Psaumes de Salomon
DossierPsaumes de Salomon 2
Reformulation contrôlée · restitution Paraphrase · Texte ancien versifié · S5 · statut canonique distinct
Psaume attribué à Salomon, au sujet de Jérusalem.
Quand le pécheur s’est enorgueilli, il a renversé d’un coup les murailles fortifiées, et tu ne l’as pas empêché.
Des étrangers ont pénétré jusque dans le sanctuaire et ont piétiné l’autel.
Cela est arrivé parce que les fils de Jérusalem avaient profané les choses saintes du Seigneur et souillé les dons de Dieu par leurs injustices.
À cause de cela, Dieu a dit : « Rejetez-les loin de moi » ; il ne leur a pas donné la réussite.
La beauté de sa gloire a été méprisée devant Dieu, humiliée jusqu’au bout.
La ville autrefois glorieuse est humiliée : ses habitants sont emmenés, marqués comme captifs, exposés au mépris.
Dieu leur a fait selon leurs péchés, en les abandonnant aux mains de plus forts qu’eux.
Il a détourné d’eux son visage compatissant : jeunes, vieillards et enfants ensemble, parce qu’ils s’étaient tous obstinés à ne pas écouter.

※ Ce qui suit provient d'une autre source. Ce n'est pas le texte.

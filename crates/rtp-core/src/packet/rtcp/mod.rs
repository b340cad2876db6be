//! RTCP (RFC 3550 §6) packet bodies: sender/receiver reports, report blocks,
//! source description BYE, and application-defined packets.

pub mod app;
pub mod bye;
pub mod ntp;
pub mod receiver_report;
pub mod report_block;
pub mod sender_report;

pub use app::{parse_app, RtcpApplicationDefined};
pub use bye::{parse_bye, RtcpGoodbye};
pub use ntp::NtpTimestamp;
pub use receiver_report::{parse_receiver_report, serialize_receiver_report, RtcpReceiverReport};
pub use report_block::RtcpReportBlock;
pub use sender_report::{parse_sender_report, serialize_sender_report, RtcpSenderReport};
#[cfg(test)]
mod tests {
    use super::*;
    use crate::builder::SimpleRequestBuilder;
    use crate::types::header::HeaderName;
    
    #[test]
    fn test_accept_language_single() {
        let request = SimpleRequestBuilder::register("sip:example.com").unwrap()
            .from("Alice", "sip:alice@example.com", None)
            .to("Alice", "sip:alice@example.com", None)
            .accept_language("en-US", Some(0.8))
            .build();
            
        // Check if Accept-Language header exists with the correct value
        let header = request.header(&HeaderName::AcceptLanguage);
        assert!(header.is_some(), "Accept-Language header not found");
        
        if let Some(TypedHeader::AcceptLanguage(AcceptLanguage(languages))) = header {
            assert_eq!(languages.len(), 1, "Expected 1 language, got {}", languages.len());
            
            // Check language tag, case-insensitive
            let language = &languages[0].range;
            assert!(language.eq_ignore_ascii_case("en-US"), 
                   "Expected language 'en-US', got '{}'", language);
            
            // Check q parameter directly through q field
            let has_q = languages[0].q.map(|q| (q.into_inner() - 0.8).abs() < 0.00001).unwrap_or(false);
            assert!(has_q, "Q value 0.8 not found");
        } else {
            panic!("Expected Accept-Language header");
        }
    }
    
    #[test]
    fn test_accept_languages_multiple() {
        let languages = vec![
            ("en-US", Some(0.8)),
            ("fr", Some(1.0)),
            ("de", Some(0.7)),
        ];
        
        let request = SimpleRequestBuilder::register("sip:example.com").unwrap()
            .from("Alice", "sip:alice@example.com", None)
            .to("Alice", "sip:alice@example.com", None)
            .accept_languages(languages)
            .build();
            
        // Check if Accept-Language header exists with the correct values
        let header = request.header(&HeaderName::AcceptLanguage);
        assert!(header.is_some(), "Accept-Language header not found");
        
        if let Some(TypedHeader::AcceptLanguage(AcceptLanguage(languages))) = header {
            assert_eq!(languages.len(), 3, "Expected 3 languages, got {}", languages.len());
            
            // Check for en-US with q=0.8, case-insensitive
            let has_en_us = languages.iter().any(|lang| {
                lang.range.eq_ignore_ascii_case("en-US") && 
                lang.q.map(|q| (q.into_inner() - 0.8).abs() < 0.00001).unwrap_or(false)
            });
            assert!(has_en_us, "en-US language not found with q=0.8");
            
            // Check for fr with q=1.0
            let has_fr = languages.iter().any(|lang| {
                lang.range == "fr" && 
                lang.q.map(|q| (q.into_inner() - 1.0).abs() < 0.00001).unwrap_or(false)
            });
            assert!(has_fr, "fr language not found with q=1.0");
            
            // Check for de with q=0.7
            let has_de = languages.iter().any(|lang| {
                lang.range == "de" && 
                lang.q.map(|q| (q.into_inner() - 0.7).abs() < 0.00001).unwrap_or(false)
            });
            assert!(has_de, "de language not found with q=0.7");
        } else {
            panic!("Expected Accept-Language header");
        }
    }
}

Le ciel lui-même s’en est attristé et la terre les a rejetés, car personne sur elle n’avait fait ce qu’ils avaient fait.
La terre reconnaîtra alors que tous tes jugements sont justes, ô Dieu.
Les fils de Jérusalem ont été livrés à la dérision comme des prostituées ; tout passant entrait vers eux au grand jour.
On se moquait de leurs injustices, comme eux-mêmes en avaient commis ; leurs crimes étaient exposés publiquement.
Les filles de Jérusalem furent elles aussi profanées selon ton jugement, parce qu’elles s’étaient souillées dans des unions mêlées.
Mes entrailles me font souffrir à cause de tout cela.
Pourtant je te reconnais juste, ô Dieu, d’un cœur droit : ta justice est dans tes jugements.
Tu as rendu aux pécheurs selon leurs œuvres et selon leurs fautes très mauvaises.
Tu as dévoilé leurs péchés afin que ton jugement apparaisse ; tu as effacé leur souvenir de la terre.
Pourtant je reconnais que Dieu demeure juste : les fautes cachées sont mises au jour et son jugement ne favorise personne.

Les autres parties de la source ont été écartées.